Enrico Caruso wasn’t just a name or a voice. He was a legend. A celebrity that lived in that spectacular villa, far away from the modern world. I had to consider myself lucky because I carried out the villa’s stone balcony, just on the border of the tree-lined boulevard.
In that place we appreciated the joy of silence. Eating alone, now and then chatting a bit with the host. Once I’d seen him speak with a man who seemed almost like a begger. But he had a wide forehead and severe, austere eyes - characters that in general the poor don’t seem to have.
Dino, they say, was a writer. A reserved yet wild fellow. In the days that followed the two were seated together at the same table, one dressed in a double-breasted coat and the other in a dark shirt. It was a curious looking pair, attractive, an oblique diversity that you saw in just one spot.
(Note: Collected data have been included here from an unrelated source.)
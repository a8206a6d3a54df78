// Docker CLI driver: command building, process execution, cancellation.

pub mod cli;
pub mod commands;
pub mod engine;
pub mod listing;
pub mod run;
pub mod types;

pub use cli::{DockerCli, DriverConfig};
pub use engine::ensure_available;
pub use types::{CancelToken, CommandResult, DockerCommand, OutputLine};
use std::process::{Command, Stdio};

use anyhow::{Context, Result, bail};

/// Verify that the engine daemon behind `program` is reachable.
pub fn ensure_available(program: &str) -> Result<()> {
    let status = Command::new(program)
        .args(["version", "--format", "{{.Server.Version}}"])
        .stdout(Stdio::null())
        .stderr(Stdio::null())
        .status()
        .with_context(|| format!("failed to invoke `{program}`; is it installed and on PATH?"))?;

    if !status.success() {
        bail!("{program} daemon is not running (exit {})", status);
    }
    Ok(())
}
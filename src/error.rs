//! Error types for driver operations.

use std::fmt;

use thiserror::Error;

use crate::container::ContainerId;

/// Result type alias for driver operations.
pub type Result<T> = std::result::Result<T, RuntimeError>;

/// Failure of a single driver operation, tagged with the step that failed.
#[derive(Debug, Error)]
pub enum RuntimeError {
    /// `has_image` or `status` failed; the runtime state is unknown.
    #[error("failed to query {what}: {source}")]
    Query {
        what: &'static str,
        #[source]
        source: EngineError,
    },

    #[error("failed to pull image {image}: {source}")]
    Pull {
        image: String,
        #[source]
        source: EngineError,
    },

    #[error("failed to create container {name}: {source}")]
    Provision {
        name: String,
        #[source]
        source: EngineError,
    },

    #[error("failed to {action} container {id}: {source}")]
    Transition {
        action: Transition,
        id: ContainerId,
        #[source]
        source: EngineError,
    },
}

impl RuntimeError {
    pub fn query(what: &'static str, source: EngineError) -> Self {
        Self::Query { what, source }
    }

    pub fn pull(image: impl Into<String>, source: EngineError) -> Self {
        Self::Pull {
            image: image.into(),
            source,
        }
    }

    pub fn provision(name: impl Into<String>, source: EngineError) -> Self {
        Self::Provision {
            name: name.into(),
            source,
        }
    }

    pub fn transition(action: Transition, id: &ContainerId, source: EngineError) -> Self {
        Self::Transition {
            action,
            id: id.clone(),
            source,
        }
    }

    /// The engine-level cause.
    pub fn engine(&self) -> &EngineError {
        match self {
            Self::Query { source, .. }
            | Self::Pull { source, .. }
            | Self::Provision { source, .. }
            | Self::Transition { source, .. } => source,
        }
    }

    /// Returns true if the operation was aborted through a cancel token.
    pub fn is_cancelled(&self) -> bool {
        matches!(self.engine(), EngineError::Cancelled)
    }
}

/// Direction of a container state transition.
#[derive(Debug, Clone, Copy, PartialEq, Eq)]
pub enum Transition {
    Start,
    Stop,
}

impl fmt::Display for Transition {
    fn fmt(&self, f: &mut fmt::Formatter<'_>) -> fmt::Result {
        match self {
            Self::Start => f.write_str("start"),
            Self::Stop => f.write_str("stop"),
        }
    }
}

/// Underlying transport or engine failure.
#[derive(Debug, Error)]
pub enum EngineError {
    #[error("failed to invoke engine: {0}")]
    Spawn(#[from] std::io::Error),

    #[error("engine exited with {}: {stderr}", describe_exit(.code))]
    Exit { code: Option<i32>, stderr: String },

    #[error("cancelled")]
    Cancelled,

    #[error("timed out")]
    TimedOut,

    #[error("malformed engine output: {0}")]
    Malformed(String),

    #[error("{0}")]
    Other(String),
}

fn describe_exit(code: &Option<i32>) -> String {
    match code {
        Some(code) => format!("status {code}"),
        None => "a signal".to_string(),
    }
}

impl EngineError {
    pub fn other(message: impl Into<String>) -> Self {
        Self::Other(message.into())
    }
}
I was a woodworker, my own family coming from a peasant background. In the town there were really only two jobs, apart from working with straw. I worked in the mine, or sometimes at home. It might have been an artistic job, but I quickly understood that we worked more to get the project done than for the shaping of our souls. When I saw them there, seated together, my curiosity grew. I observed their gestures, their gazes, imagining words and music. At sunrise, when I went to work in the villa to do the final touch-ups, I met Dino, who was walking along the same road.
He was walking in front of me with hasty steps, his eyes empty. He immediately turned toward the boulevard that took you up to the entrance. I hid behind a hedge of laurel trees and saw him sit on the stone seats of the balcony. I’d sculpted them myself. It seemed like he was waiting for someone. Perhaps a woman. He leaned against the balcony and started to write.
From the villa you could hear some piano notes. He suddenly turned. Shortly thereafter the voice of Caruso mixed with the music. He began writing again. One page after the other, hungry for everything and for nothing.
A yellowed little book belonging to my grandfather was right there in the attic. From that moment forward I was passionate about Enrico Caruso
and Dino Campana. “We found some roses
and they were his roses, they were my roses, this journey we would call love…”
They were written right there. For vacation, I’d chosen Florence to look for a villa, a place, a time. It was there that he’d carried out a true work of art. As soon as I arrived I began looking for that balcony. It wasn’t easy amid so much beauty. A villa so splendid, so cherished; artworks that blended with the scent of the wild woods. There it was. I sat down on the stone—my own grandfather had worked on it. Caruso had been there, and so had a surly and rebellious poet.
I looked at those hills and took in the absolute stillness, that absorbing silence. I got lost in a distant memory. From the villa came some musical notes and a voice, a voice more beautiful than silence.